:: Records ::
// Copyright (c) 2025 Soumyadip Sarkar.
// All rights reserved.
//
// This source code is licensed under the license found in the
// LICENSE file in the root directory of this source tree.

use chrono::NaiveDate;
use pennywise::installments::plan_installments;
use pennywise::models::{NewTransaction, PaymentMethod, TransactionStatus, TransactionType};
use pennywise::state::AppState;
use pennywise::store::{self, GroupUpdate};
use pennywise::{db, utils};
use rusqlite::{params, Connection};
use rust_decimal::Decimal;

fn dec(s: &str) -> Decimal {
    Decimal::from_str_exact(s).unwrap()
}

fn d(s: &str) -> NaiveDate {
    NaiveDate::parse_from_str(s, "%Y-%m-%d").unwrap()
}

const USER: &str = "default";

fn setup() -> Connection {
    let conn = db::open_in_memory().unwrap();
    store::insert_account(&conn, USER, "Itau", dec("1000")).unwrap();
    store::insert_card(&conn, USER, "Nubank", dec("5000"), 10, 20).unwrap();
    conn
}

fn new_tx(
    desc: &str,
    amount: &str,
    kind: TransactionType,
    method: PaymentMethod,
    link: i64,
    date: &str,
) -> NewTransaction {
    NewTransaction {
        description: desc.into(),
        amount: dec(amount),
        r#type: kind,
        date: d(date),
        payment_method: method,
        account_id: (method == PaymentMethod::Debit).then_some(link),
        card_id: (method == PaymentMethod::Credit).then_some(link),
        installment_id: None,
        installment_num: None,
        status: if method == PaymentMethod::Credit {
            TransactionStatus::Pending
        } else {
            TransactionStatus::Paid
        },
    }
}

#[test]
fn debit_transactions_move_account_balance() {
    let mut conn = setup();
    let acct = store::account_by_bank(&conn, USER, "Itau").unwrap();
    store::insert_transactions(
        &mut conn,
        USER,
        vec![
            new_tx("Salary", "2500", TransactionType::Income, PaymentMethod::Debit, acct.id, "2025-05-05"),
            new_tx("Rent", "1200.50", TransactionType::Expense, PaymentMethod::Debit, acct.id, "2025-05-06"),
        ],
    )
    .unwrap();
    let acct = store::account_by_bank(&conn, USER, "Itau").unwrap();
    assert_eq!(acct.balance, dec("2299.50"));
}

#[test]
fn installment_purchase_reserves_full_amount_and_delete_group_releases_it() {
    let mut conn = setup();
    let card = store::card_by_bank(&conn, USER, "Nubank").unwrap();
    let plan = plan_installments(
        new_tx("Notebook", "3000", TransactionType::Expense, PaymentMethod::Credit, card.id, "2025-05-12"),
        3,
    )
    .unwrap();
    let stored = store::insert_transactions(&mut conn, USER, plan).unwrap();
    assert_eq!(stored.len(), 3);
    let card_after = store::card_by_bank(&conn, USER, "Nubank").unwrap();
    assert_eq!(card_after.available_limit, dec("2000"));

    let gid = stored[0].installment_id.clone().unwrap();
    let members = store::group_members(&conn, USER, &gid).unwrap();
    let nums: Vec<Option<u32>> = members.iter().map(|t| t.installment_num).collect();
    assert_eq!(nums, vec![Some(1), Some(2), Some(3)]);

    let removed = store::delete_group(&mut conn, USER, &gid).unwrap();
    assert_eq!(removed.len(), 3);
    assert!(store::list_transactions(&conn, USER).unwrap().is_empty());
    let card_final = store::card_by_bank(&conn, USER, "Nubank").unwrap();
    assert_eq!(card_final.available_limit, dec("5000"));
}

#[test]
fn paying_a_charge_frees_the_limit() {
    let mut conn = setup();
    let card = store::card_by_bank(&conn, USER, "Nubank").unwrap();
    let stored = store::insert_transactions(
        &mut conn,
        USER,
        vec![new_tx("Groceries", "250", TransactionType::Expense, PaymentMethod::Credit, card.id, "2025-05-02")],
    )
    .unwrap();
    let mut t = stored[0].clone();
    t.status = TransactionStatus::Paid;
    store::update_transaction(&mut conn, &t).unwrap();

    let card = store::card_by_bank(&conn, USER, "Nubank").unwrap();
    assert_eq!(card.available_limit, dec("5000"));
    let reloaded = store::get_transaction(&conn, USER, t.id).unwrap();
    assert_eq!(reloaded.status, TransactionStatus::Paid);
}

#[test]
fn editing_amount_replaces_the_old_effect() {
    let mut conn = setup();
    let acct = store::account_by_bank(&conn, USER, "Itau").unwrap();
    let stored = store::insert_transactions(
        &mut conn,
        USER,
        vec![new_tx("Gym", "100", TransactionType::Expense, PaymentMethod::Debit, acct.id, "2025-05-02")],
    )
    .unwrap();
    let mut t = stored[0].clone();
    t.amount = dec("80");
    store::update_transaction(&mut conn, &t).unwrap();
    let acct = store::account_by_bank(&conn, USER, "Itau").unwrap();
    assert_eq!(acct.balance, dec("920"));

    store::delete_transaction(&mut conn, USER, t.id).unwrap();
    let acct = store::account_by_bank(&conn, USER, "Itau").unwrap();
    assert_eq!(acct.balance, dec("1000"));
}

#[test]
fn group_update_resuffixes_descriptions() {
    let mut conn = setup();
    let card = store::card_by_bank(&conn, USER, "Nubank").unwrap();
    let plan = plan_installments(
        new_tx("TV", "900", TransactionType::Expense, PaymentMethod::Credit, card.id, "2025-01-15"),
        3,
    )
    .unwrap();
    let stored = store::insert_transactions(&mut conn, USER, plan).unwrap();
    let gid = stored[0].installment_id.clone().unwrap();

    let change = GroupUpdate {
        description: Some("Television (1/3)".into()),
        status: Some(TransactionStatus::Paid),
    };
    let updated = store::update_group(&mut conn, USER, &gid, &change).unwrap();
    let descs: Vec<&str> = updated.iter().map(|t| t.description.as_str()).collect();
    assert_eq!(descs, vec!["Television (1/3)", "Television (2/3)", "Television (3/3)"]);

    let card = store::card_by_bank(&conn, USER, "Nubank").unwrap();
    assert_eq!(card.available_limit, dec("5000"));
    assert!(store::update_group(&mut conn, USER, "missing", &change).is_err());
}

#[test]
fn rows_are_scoped_to_the_user() {
    let mut conn = setup();
    let acct = store::account_by_bank(&conn, USER, "Itau").unwrap();
    store::insert_transactions(
        &mut conn,
        USER,
        vec![new_tx("Coffee", "5", TransactionType::Expense, PaymentMethod::Debit, acct.id, "2025-05-02")],
    )
    .unwrap();
    assert_eq!(store::list_transactions(&conn, USER).unwrap().len(), 1);
    assert!(store::list_transactions(&conn, "someone-else").unwrap().is_empty());
    assert!(store::account_by_bank(&conn, "someone-else", "Itau").is_err());

    utils::set_current_user(&conn, "someone-else").unwrap();
    assert_eq!(utils::current_user(&conn).unwrap(), "someone-else");
}

#[test]
fn malformed_rows_are_rejected_at_the_boundary() {
    let conn = setup();
    conn.execute(
        "INSERT INTO transactions(user_id, description, amount, type, date, payment_method, status)
         VALUES (?1, 'Broken', 'abc', 'expense', '2025-05-01', 'debit', 'paid')",
        params![USER],
    )
    .unwrap();
    let err = store::list_transactions(&conn, USER).unwrap_err();
    assert!(format!("{:#}", err).contains("Invalid amount 'abc'"));
}

#[test]
fn blank_installment_fields_become_none() {
    let conn = setup();
    conn.execute(
        "INSERT INTO transactions(user_id, description, amount, type, date, payment_method,
            installment_id, installment_num, status)
         VALUES (?1, 'Lunch', '20', 'expense', '2025-05-01', 'debit', '  ', -1, 'paid')",
        params![USER],
    )
    .unwrap();
    let txs = store::list_transactions(&conn, USER).unwrap();
    assert_eq!(txs[0].installment_id, None);
    assert_eq!(txs[0].installment_num, None);
}

#[test]
fn card_days_are_validated() {
    let conn = setup();
    assert!(store::insert_card(&conn, USER, "Inter", dec("100"), 0, 10).is_err());
    assert!(store::insert_card(&conn, USER, "Inter", dec("100"), 5, 32).is_err());
}

#[test]
fn snapshot_updates_match_persisted_effects() {
    let mut conn = setup();
    let acct = store::account_by_bank(&conn, USER, "Itau").unwrap();
    let card = store::card_by_bank(&conn, USER, "Nubank").unwrap();
    let before = AppState::load(&conn, USER).unwrap();

    let stored = store::insert_transactions(
        &mut conn,
        USER,
        vec![
            new_tx("Market", "150", TransactionType::Expense, PaymentMethod::Debit, acct.id, "2025-05-03"),
            new_tx("Shoes", "320", TransactionType::Expense, PaymentMethod::Credit, card.id, "2025-05-04"),
        ],
    )
    .unwrap();
    let in_memory = before.clone().with_transactions(stored.clone());
    let persisted = AppState::load(&conn, USER).unwrap();
    assert_eq!(in_memory.accounts, persisted.accounts);
    assert_eq!(in_memory.cards, persisted.cards);

    let shoes = stored[1].id;
    let after_rm = in_memory.without_transaction(shoes);
    store::delete_transaction(&mut conn, USER, shoes).unwrap();
    let persisted = AppState::load(&conn, USER).unwrap();
    assert_eq!(after_rm.cards, persisted.cards);
    assert_eq!(after_rm.transactions.len(), 1);
}

#[test]
fn snapshot_replace_and_group_removal() {
    let conn = setup();
    let state = AppState::load(&conn, USER).unwrap();
    let card = state.cards[0].clone();
    let plan = plan_installments(
        new_tx("Bike", "600", TransactionType::Expense, PaymentMethod::Credit, card.id, "2025-02-01"),
        2,
    )
    .unwrap();
    let gid = plan[0].installment_id.clone().unwrap();
    let txs = plan
        .into_iter()
        .enumerate()
        .map(|(i, t)| t.into_transaction(i as i64 + 10, USER))
        .collect();
    let state = state.with_transactions(txs);
    assert_eq!(state.card(card.id).unwrap().available_limit, dec("4400"));

    let mut paid = state.transactions[0].clone();
    paid.status = TransactionStatus::Paid;
    let state = state.with_replaced(paid);
    assert_eq!(state.card(card.id).unwrap().available_limit, dec("4700"));

    let usage = state.card_usage(card.id, d("2025-02-05")).unwrap();
    assert_eq!(usage.limit_used, dec("300"));

    let state = state.without_group(&gid);
    assert!(state.transactions.is_empty());
    assert_eq!(state.card(card.id).unwrap().available_limit, dec("5000"));
}
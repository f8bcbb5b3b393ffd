// Copyright (c) AlphaVelocity.
// All rights reserved.
//
// This source code is licensed under the license found in the
// LICENSE file in the root directory of this source tree.

use std::io::stderr;

use tracing::level_filters::LevelFilter;
use tracing_subscriber::layer::SubscriberExt;
use tracing_subscriber::util::SubscriberInitExt;
use tracing_subscriber::{fmt, Layer};

/// Environment variable read when `--log-level` is not given.
pub const LOG_ENV: &str = "PENNYWISE_LOG";

pub fn parse_log_level(level: &str) -> LevelFilter {
    match level.trim().to_lowercase().as_str() {
        "trace" => LevelFilter::TRACE,
        "debug" => LevelFilter::DEBUG,
        "info" => LevelFilter::INFO,
        "warn" => LevelFilter::WARN,
        "error" => LevelFilter::ERROR,
        "off" => LevelFilter::OFF,
        _ => {
            eprintln!("Invalid log level '{}', defaulting to 'warn'", level);
            LevelFilter::WARN
        }
    }
}

/// Resolve the level from the CLI flag, then the environment, then `warn`.
pub fn resolve_level(flag: Option<&str>) -> LevelFilter {
    match flag {
        Some(l) => parse_log_level(l),
        None => std::env::var(LOG_ENV)
            .ok()
            .map(|l| parse_log_level(&l))
            .unwrap_or(LevelFilter::WARN),
    }
}

pub fn init(level: LevelFilter) {
    // stdout carries tables and JSON, so logs go to stderr
    let terminal_log = fmt::layer()
        .with_target(false)
        .with_writer(stderr)
        .with_filter(level);

    tracing_subscriber::registry().with(terminal_log).init();
}
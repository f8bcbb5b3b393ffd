// Copyright (c) 2025 Soumyadip Sarkar.
// All rights reserved.
//
// This source code is licensed under the license found in the
// LICENSE file in the root directory of this source tree.

use anyhow::{Context, Result};
use directories::ProjectDirs;
use once_cell::sync::Lazy;
use rusqlite::Connection;
use std::fs;
use std::path::PathBuf;
use tracing::debug;

static APP: Lazy<(&str, &str, &str)> =
    Lazy::new(|| ("com.alphavelocity", "Pennywise", "pennywise"));

/// Environment variable overriding the database location.
pub const DB_ENV: &str = "PENNYWISE_DB";

pub fn db_path() -> Result<PathBuf> {
    if let Some(p) = std::env::var_os(DB_ENV).filter(|p| !p.is_empty()) {
        return Ok(PathBuf::from(p));
    }
    let proj = ProjectDirs::from(APP.0, APP.1, APP.2)
        .context("Could not determine platform-specific data dir")?;
    let data_dir = proj.data_dir();
    fs::create_dir_all(data_dir).context("Failed to create data dir")?;
    Ok(data_dir.join("pennywise.sqlite"))
}

pub fn open_or_init() -> Result<Connection> {
    let path = db_path()?;
    debug!(path = %path.display(), "opening database");
    let mut conn =
        Connection::open(&path).with_context(|| format!("Open DB at {}", path.display()))?;
    init_schema(&mut conn)?;
    Ok(conn)
}

pub fn open_in_memory() -> Result<Connection> {
    let mut conn = Connection::open_in_memory().context("Open in-memory DB")?;
    init_schema(&mut conn)?;
    Ok(conn)
}

pub fn init_schema(conn: &mut Connection) -> Result<()> {
    conn.execute_batch(
        r#"
    PRAGMA foreign_keys = ON;

    CREATE TABLE IF NOT EXISTS settings(
        key TEXT PRIMARY KEY,
        value TEXT NOT NULL
    );

    CREATE TABLE IF NOT EXISTS accounts(
        id INTEGER PRIMARY KEY AUTOINCREMENT,
        user_id TEXT NOT NULL,
        bank TEXT NOT NULL,
        balance TEXT NOT NULL DEFAULT '0',
        created_at TEXT NOT NULL DEFAULT (datetime('now')),
        UNIQUE(user_id, bank)
    );

    CREATE TABLE IF NOT EXISTS cards(
        id INTEGER PRIMARY KEY AUTOINCREMENT,
        user_id TEXT NOT NULL,
        bank TEXT NOT NULL,
        credit_limit TEXT NOT NULL,
        available_limit TEXT NOT NULL,
        closing_day INTEGER NOT NULL CHECK(closing_day BETWEEN 1 AND 31),
        due_day INTEGER NOT NULL CHECK(due_day BETWEEN 1 AND 31),
        created_at TEXT NOT NULL DEFAULT (datetime('now')),
        UNIQUE(user_id, bank)
    );

    CREATE TABLE IF NOT EXISTS transactions(
        id INTEGER PRIMARY KEY AUTOINCREMENT,
        user_id TEXT NOT NULL,
        description TEXT NOT NULL,
        amount TEXT NOT NULL,
        type TEXT NOT NULL CHECK(type IN ('income','expense')),
        date TEXT NOT NULL,
        payment_method TEXT NOT NULL CHECK(payment_method IN ('debit','credit')),
        account_id INTEGER,
        card_id INTEGER,
        installment_id TEXT,
        installment_num INTEGER,
        status TEXT NOT NULL CHECK(status IN ('pending','paid')),
        created_at TEXT NOT NULL DEFAULT (datetime('now')),
        FOREIGN KEY(account_id) REFERENCES accounts(id) ON DELETE SET NULL,
        FOREIGN KEY(card_id) REFERENCES cards(id) ON DELETE SET NULL
    );
    CREATE INDEX IF NOT EXISTS idx_transactions_user_date ON transactions(user_id, date);
    CREATE INDEX IF NOT EXISTS idx_transactions_installment ON transactions(installment_id);
    "#,
    )?;
    Ok(())
}
// Transactions

/// All transactions of a user, newest first.
pub fn list_transactions(conn: &Connection, user_id: &str) -> Result<Vec<Transaction>> {
    query_transactions(
        conn,
        &format!(
            "SELECT {} FROM transactions WHERE user_id=?1 ORDER BY date DESC, id DESC",
            TX_COLUMNS
        ),
        params![user_id],
    )
}

pub fn get_transaction(conn: &Connection, user_id: &str, id: i64) -> Result<Transaction> {
    let sql = format!(
        "SELECT {} FROM transactions WHERE user_id=?1 AND id=?2",
        TX_COLUMNS
    );
    let row = conn
        .query_row(&sql, params![user_id, id], TransactionRow::read)
        .optional()?
        .with_context(|| format!("Transaction {} not found", id))?;
    Ok(Transaction::try_from(row)?)
}

/// Members of an installment group ordered by installment number.
pub fn group_members(
    conn: &Connection,
    user_id: &str,
    installment_id: &str,
) -> Result<Vec<Transaction>> {
    query_transactions(
        conn,
        &format!(
            "SELECT {} FROM transactions WHERE user_id=?1 AND installment_id=?2
             ORDER BY installment_num, id",
            TX_COLUMNS
        ),
        params![user_id, installment_id],
    )
}

fn query_transactions(
    conn: &Connection,
    sql: &str,
    params: &[&dyn rusqlite::ToSql],
) -> Result<Vec<Transaction>> {
    let mut stmt = conn.prepare(sql)?;
    let rows = stmt.query_map(params, TransactionRow::read)?;
    let mut out = Vec::new();
    for row in rows {
        let row = row?;
        let id = row.id;
        out.push(
            Transaction::try_from(row).with_context(|| format!("Malformed transaction {}", id))?,
        );
    }
    debug!(count = out.len(), "loaded transactions");
    Ok(out)
}

/// Store new transactions and apply their balance/limit effects atomically.
pub fn insert_transactions(
    conn: &mut Connection,
    user_id: &str,
    items: Vec<NewTransaction>,
) -> Result<Vec<Transaction>> {
    let tx = conn.transaction()?;
    let mut stored = Vec::with_capacity(items.len());
    for item in items {
        tx.execute(
            "INSERT INTO transactions(user_id, description, amount, type, date, payment_method,
                account_id, card_id, installment_id, installment_num, status)
             VALUES (?1,?2,?3,?4,?5,?6,?7,?8,?9,?10,?11)",
            params![
                user_id,
                item.description,
                item.amount.to_string(),
                item.r#type.as_str(),
                item.date.to_string(),
                item.payment_method.as_str(),
                item.account_id,
                item.card_id,
                item.installment_id,
                item.installment_num,
                item.status.as_str()
            ],
        )?;
        let t = item.into_transaction(tx.last_insert_rowid(), user_id);
        apply_effect(&tx, Effect::of(&t))?;
        stored.push(t);
    }
    tx.commit()?;
    info!(user_id, count = stored.len(), "transactions recorded");
    Ok(stored)
}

:: Task goal ::
Start at the first line of the entries and stop at the line that contains "use pennywise::installments::plan_installments;". Repeat every line in that span exactly, and nothing beyond it.

:: Solution for this task ::
// Copyright (c) 2025 Soumyadip Sarkar.
// All rights reserved.
//
// This source code is licensed under the license found in the
// LICENSE file in the root directory of this source tree.

use chrono::NaiveDate;
use pennywise::installments::plan_installments;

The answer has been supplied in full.